The group has pledged not to seek revenge against opponents and to respect women's rights, but the international community is sceptical about those promises.
As the Taliban moves to put a government in place, leader Haibatullah Akhundzada has ordered the release of "political detainees", telling provincial governors to free them "without any restrictions or conditions", the group said.
Taliban negotiator Anas Haqqani met with Hamid Karzai, the first Western-backed leader of Afghanistan after the Taliban's ouster in 2001, and Abdullah, who had led the government's peace council, the SITE monitoring group said.
Ghani – who was in the United Arab Emirates, which said it was hosting him and his family "on humanitarian grounds" – said he wanted those negotiations to be a "success".
Protests and gunfire
Taliban spokesman Zabihullah Mujahid said Tuesday that the new regime would be "positively different" from their 1996-2001 stint, which was infamous for deaths by stoning, girls being banned from school and women from working in contact with men.
But while the Taliban leadership tried to project a new image, video footage shot by local agency Pajhwok Afghan News showed protesters in the eastern city of Jalalabad who were carrying the Afghan flag fleeing with the sound of gunshots in the background.
Local media said the residents were protesting the removal of the flags in favour of those of the hardline movement.
And residents in Bamiyan reported that a statue of Hazara leader Abdul Ali Mazari, killed by the group in the 1990s, had been decapitated.
Hazaras have long been persecuted for their largely Shia faith and were massacred in the thousands during the Taliban's ruthless conquest of the country in the 1990s.
"We are not sure who has blown up the statue, but there are different groups of Taliban present here, including some... who are known for their brutality," a resident told AFP, asking not to be named.
Afghans and foreigners continued to flee the country Wednesday, with the United States and other nations stepping up evacuation airlifts from Kabul.
Desperate scenes from the airport at the start of the week have created searing images of Afghans terrified of the Taliban, and a diminished United States unable to protect them.
Biden said the Taliban were cooperating on letting Americans get out but added: "We're having some more difficulty having those who helped us when we were in there."
Sherman voiced alarm at accounts of harassment and checkpoints for Afghan nationals, despite the Taliban's promises not to carry out reprisals.
As for the August 31 deadline for US forces to leave, Biden said: "If there are American citizens left, we're going to stay to get them all out."
Crowds built up outside embassies in Kabul on rumours that governments were offering asylum.
For our Force and our military community: I know that these are difficult days for those who lost loved ones in Afghanistan, and for those who carry the wounds of war.
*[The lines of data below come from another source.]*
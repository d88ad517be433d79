use reachy::{Chain, NoOpTickObserver, Rig, RigConfig, Vec2};

#[test]
fn chain_deterministic() {
    let results: Vec<_> = (0..5)
        .map(|_| {
            let mut chain: Chain<f32> =
                Chain::new(Vec2::new(0.0, 0.0), &[6.0, 5.0, 4.0, 3.0], true);
            for step in 0..240 {
                let t = step as f32 * 0.13;
                chain.follow(Vec2::new(10.0 + t.sin() * 8.0, t.cos() * 8.0));
            }
            chain.joints()
        })
        .collect();

    for r in &results[1..] {
        for (a, b) in results[0].iter().zip(r.iter()) {
            assert_eq!(a.x, b.x);
            assert_eq!(a.y, b.y);
        }
    }
}

#[test]
fn rig_deterministic() {
    let results: Vec<_> = (0..5)
        .map(|_| {
            let mut rig: Rig<f32> =
                Rig::new(Vec2::new(480.0, 600.0), RigConfig::new()).unwrap();
            for step in 0..240 {
                let t = step as f32 * 0.05;
                rig.set_target(Vec2::new(480.0 + t.sin() * 200.0, 300.0 + t.cos() * 200.0));
                rig.tick(&mut NoOpTickObserver);
            }
            rig.joints()
        })
        .collect();

    for r in &results[1..] {
        for (a, b) in results[0].iter().zip(r.iter()) {
            assert_eq!(a.x, b.x);
            assert_eq!(a.y, b.y);
        }
    }
}
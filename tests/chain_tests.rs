use reachy::{Chain, Vec2};
use reachy::Vec;

#[test]
fn chain_correct_joint_count() {
    let chain: Chain<f32> = Chain::new(Vec2::new(0.0, 0.0), &[10.0, 10.0, 10.0], true);
    assert_eq!(chain.segment_count(), 3);
    assert_eq!(chain.joints().len(), 4); // segments + 1
}

#[test]
fn empty_chain_is_tolerated() {
    let mut chain: Chain<f32> = Chain::new(Vec2::new(5.0, 5.0), &[], true);
    chain.follow(Vec2::new(100.0, 100.0));
    assert!(chain.is_empty());
    assert!(chain.joints().is_empty());
    assert!(chain.end_effector().is_none());
    assert_eq!(chain.total_length(), 0.0);
}

#[test]
fn two_segments_unreachable_target() {
    // base=(0,0), two segments of 5, attached, target (100,0): the chain
    // straightens along the x-axis and the end effector stops at full reach.
    let mut chain: Chain<f64> = Chain::new(Vec2::new(0.0, 0.0), &[5.0, 5.0], true);
    chain.follow(Vec2::new(100.0, 0.0));

    let joints = chain.joints();
    assert!((joints[0] - Vec2::new(0.0, 0.0)).length() < 1e-9);
    assert!((joints[1] - Vec2::new(5.0, 0.0)).length() < 1e-9);
    assert!((joints[2] - Vec2::new(10.0, 0.0)).length() < 1e-9);
}

#[test]
fn detached_end_effector_reaches_exactly() {
    let mut chain: Chain<f64> = Chain::new(Vec2::new(0.0, 0.0), &[4.0, 3.0, 2.0], false);
    let target = Vec2::new(37.0, -12.5);
    chain.follow(target);
    let ee = chain.end_effector().unwrap();
    assert!((ee - target).length() < 1e-9, "end effector at {:?}", ee);
}

#[test]
fn detached_chain_is_not_re_anchored() {
    let base = Vec2::new(0.0f64, 0.0);
    let mut chain: Chain<f64> = Chain::new(base, &[2.0, 2.0], false);
    chain.follow(Vec2::new(50.0, 50.0));
    // Far target: the root drifts off the anchor entirely.
    assert!((chain.segments()[0].base - base).length() > 1.0);
}

#[test]
fn attached_follow_restores_root_and_contiguity() {
    let base = Vec2::new(3.0f64, -1.0);
    let mut chain: Chain<f64> = Chain::new(base, &[6.0, 5.0, 4.0, 3.0], true);
    chain.follow(Vec2::new(10.0, 9.0));

    // The forward pass rebases exactly, so these hold bitwise.
    assert_eq!(chain.segments()[0].base, base);
    for pair in chain.segments().windows(2) {
        assert_eq!(pair[1].base, pair[0].head);
    }
}

#[test]
fn follow_preserves_segment_lengths() {
    let lengths = [6.0f64, 5.0, 4.0, 3.0];
    let mut chain: Chain<f64> = Chain::new(Vec2::new(0.0, 0.0), &lengths, true);
    let targets = [
        Vec2::new(10.0, 2.0),
        Vec2::new(-3.0, 14.0),
        Vec2::new(0.0, 0.0),
        Vec2::new(200.0, -50.0),
    ];
    for &t in &targets {
        chain.follow(t);
        for (segment, &expected) in chain.segments().iter().zip(lengths.iter()) {
            let relative = (segment.length() - expected).abs() / expected;
            assert!(relative < 1e-9, "segment length {} != {}", segment.length(), expected);
        }
    }
}

#[test]
fn stationary_target_is_a_fixed_point() {
    let mut chain: Chain<f64> = Chain::new(Vec2::new(0.0, 0.0), &[5.0, 4.0, 3.0], true);
    let target = Vec2::new(6.0, 4.0);

    // Let the per-tick re-invocation converge first.
    for _ in 0..500 {
        chain.follow(target);
    }
    let before = chain.joints();

    chain.follow(target);
    let after = chain.joints();
    for (a, b) in before.iter().zip(after.iter()) {
        assert!((*a - *b).length() < 1e-9, "joint moved from {:?} to {:?}", a, b);
    }
}

#[test]
fn attached_chain_converges_to_reachable_target() {
    // One pass per tick: successive calls act as successive FABRIK
    // iterations and close in on a target within reach.
    let mut chain: Chain<f64> = Chain::new(Vec2::new(0.0, 0.0), &[5.0, 4.0, 3.0], true);
    let target = Vec2::new(6.0, 4.0); // |target| ~ 7.2, reach = 12
    for _ in 0..500 {
        chain.follow(target);
    }
    let ee = chain.end_effector().unwrap();
    assert!((ee - target).length() < 1e-6, "end effector stuck at {:?}", ee);
    assert_eq!(chain.segments()[0].base, Vec2::new(0.0, 0.0));
}

#[test]
fn unreachable_target_straightens_the_chain() {
    let mut chain: Chain<f64> = Chain::new(Vec2::new(0.0, 0.0), &[5.0, 4.0, 3.0], true);
    let target = Vec2::new(0.0, 100.0);
    for _ in 0..50 {
        chain.follow(target);
    }
    // Fully extended straight up: reach 12 along +y.
    let ee = chain.end_effector().unwrap();
    assert!((ee - Vec2::new(0.0, 12.0)).length() < 1e-6, "end effector at {:?}", ee);
    for segment in chain.segments() {
        assert!(segment.base.x.abs() < 1e-6);
    }
}

#[test]
fn rebuild_is_a_hard_reset() {
    let base = Vec2::new(1.0f32, 2.0);
    let mut chain: Chain<f32> = Chain::new(base, &[5.0, 5.0], true);
    chain.follow(Vec2::new(30.0, 40.0));

    chain.rebuild(&[7.0, 6.0, 5.0]);
    assert_eq!(chain.segment_count(), 3);
    // Every segment starts horizontal at the anchor again.
    for (segment, expected) in chain.segments().iter().zip([7.0f32, 6.0, 5.0]) {
        assert_eq!(segment.base, base);
        assert!((segment.head.y - base.y).abs() < 1e-6);
        assert!((segment.length() - expected).abs() < 1e-5);
    }
}

#[test]
fn zero_length_segment_is_well_defined() {
    let mut chain: Chain<f64> = Chain::new(Vec2::new(0.0, 0.0), &[5.0, 0.0], false);
    let target = Vec2::new(9.0, 0.0);
    chain.follow(target);
    let joints = chain.joints();
    // The zero-length tip collapses onto the target.
    assert!((joints[2] - target).length() < 1e-9);
    assert!((joints[1] - target).length() < 1e-9);
}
Especially now, we mourn those who made the ultimate sacrifice in Afghanistan. (1/4)— Secretary of Defense Lloyd J. Austin III (@SecDef) August 18, 2021
No pledges on number and duration
Educated young women, former US military translators and other Afghans most at-risk from the Taliban appealed to the Biden administration to get them on evacuation flights.
President Joe Biden and his top officials said the US was working to speed up the evacuation, but made no promises how long it would last or how many desperate people it would fly to safety “We don’t have the capability to go out and collect large numbers of people,” Defense Secretary Lloyd Austin told reporters, adding that evacuations would continue “until the clock runs out or we run out of capability.”
Afghans in danger because of their work with the US military or US organisations, and Americans scrambling to get them out, also pleaded with Washington to cut the red tape that they say could strand thousands of vulnerable Afghans if US forces withdraw as planned in the coming days.